| Because it is an opportunity for quick arbitrage - you get paid to accept trash shipment, you pretend to process it (on paper) and then you simply incinerate or dump trash. In a country like Malaysia or Thailand with lax regulation, corruption and poor enviroment standards it is an opportunity for some and problem for all. https://www.latimes.com/world/asia/la-fg-malaysia-plastic-20... > Some attributed it to the periodic air pollution Malaysia suffers when farmers burn crops in neighboring Indonesia. But Pua, a chemist, knew better. Over the next several weeks, she and a few others traced the smell to a growing number of factories that had cropped up on the outskirts of the town of 30,000 and were taking in truckloads of plastic. Some of the crude facilities were tucked into oil palm plantations or surrounded by walls of tin sheets. Others made no effort to evade notice. > Driving home from dinner one evening in June, Pua saw smoke rising from a large plant right along the highway — and was hit with that same noxious odor. “They were doing it every day,” she said. “We felt helpless.” > In July, after months of ignoring her complaints, local officials shut down 34 illegal recycling plants in Kuala Langat, prompting a national outcry that resulted in a three-month pause on new plastic waste imports. About 17,000 metric tons of waste was seized, but is too contaminated to be recycled. Most of it is likely to end up in a landfill. |
Why would anyone pay someone to accept a trash shipment? Why wouldn't you just dump it at source?

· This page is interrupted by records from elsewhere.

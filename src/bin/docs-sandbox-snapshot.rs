//! Builds the snapshot for `SNAPSHOT_REPO`.
//!
//! Exits non-zero on failure unless `EXIT_POLICY=clean`.

use std::process::ExitCode;

use docs_sandbox::config::{ExitPolicy, Settings, Validate};
use docs_sandbox::logging::{self, LogConfig};
use docs_sandbox::snapshot::build_snapshot;
use docs_sandbox::{Error, Result};

#[tokio::main]
async fn main() -> ExitCode {
    if let Err(e) = logging::init(&LogConfig::default()) {
        eprintln!("{e}");
    }

    let settings = match Settings::from_env() {
        Ok(settings) => settings,
        Err(e) => return ExitPolicy::Strict.exit_code(&Err(e)),
    };
    let policy = settings.exit_policy_or(ExitPolicy::Strict);
    policy.exit_code(&run(&settings).await)
}

async fn run(settings: &Settings) -> Result<()> {
    settings.validate().into_result()?;

    let name = settings
        .snapshot_repo
        .as_deref()
        .ok_or_else(|| Error::Config("SNAPSHOT_REPO is not set".to_string()))?;
    let repo = settings.registry.require(name)?;
    let api = settings.sandbox_api()?;

    build_snapshot(api.as_ref(), repo, settings.resources.snapshot).await?;
    Ok(())
}
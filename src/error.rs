//! Error types for docs-sandbox.

use std::path::PathBuf;
use thiserror::Error;

/// Top-level error type for sandbox provisioning and repo sync.
#[derive(Error, Debug)]
pub enum Error {
    /// A sandbox API call failed.
    #[error("sandbox {op} failed: {reason}")]
    Sandbox { op: &'static str, reason: String },

    /// The sandbox API answered with a non-success status.
    #[error("{method} {url} returned {status}: {body}")]
    Api {
        method: String,
        url: String,
        status: u16,
        body: String,
    },

    /// Git operation failed.
    #[error("git operation failed: {0}")]
    Git(String),

    /// A local child process could not be spawned or waited on.
    #[error("process {program} failed: {reason}")]
    Process { program: String, reason: String },

    /// IO error on the local volume.
    #[error("IO error: {0}")]
    Io(#[from] std::io::Error),

    /// JSON (de)serialization failed.
    #[error("JSON error: {0}")]
    Json(#[from] serde_json::Error),

    /// HTTP transport error talking to the sandbox API.
    #[error("HTTP error: {0}")]
    Http(#[from] reqwest::Error),

    /// The path is not usable as a volume root.
    #[error("invalid volume path: {0}")]
    InvalidPath(PathBuf),

    /// Missing or invalid configuration.
    #[error("configuration error: {0}")]
    Config(String),

    /// The requested repository is not in the registry.
    #[error("unknown repository '{name}', valid: {valid}")]
    UnknownRepo { name: String, valid: String },
}

impl Error {
    /// Shorthand for a failed sandbox operation.
    pub fn sandbox(op: &'static str, reason: impl std::fmt::Display) -> Self {
        Self::Sandbox {
            op,
            reason: reason.to_string(),
        }
    }
}

/// Result type alias for docs-sandbox operations.
pub type Result<T> = std::result::Result<T, Error>;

> you get paid to accept trash shipment, you pretend to process it (on paper) and then you simply incinerate or dump trash.
Nowhere in the article does it mention this, what reference do you have for this actually happening?
AFAICT the article doesn't have anything establishing that the plastic being "dumped" is being anything other than imported to be recycled. It's dirty, polluting recycling, but that's beside the point I'm trying to make. There is an economic incentive; the article even mentions how profitable plastic recycling can be.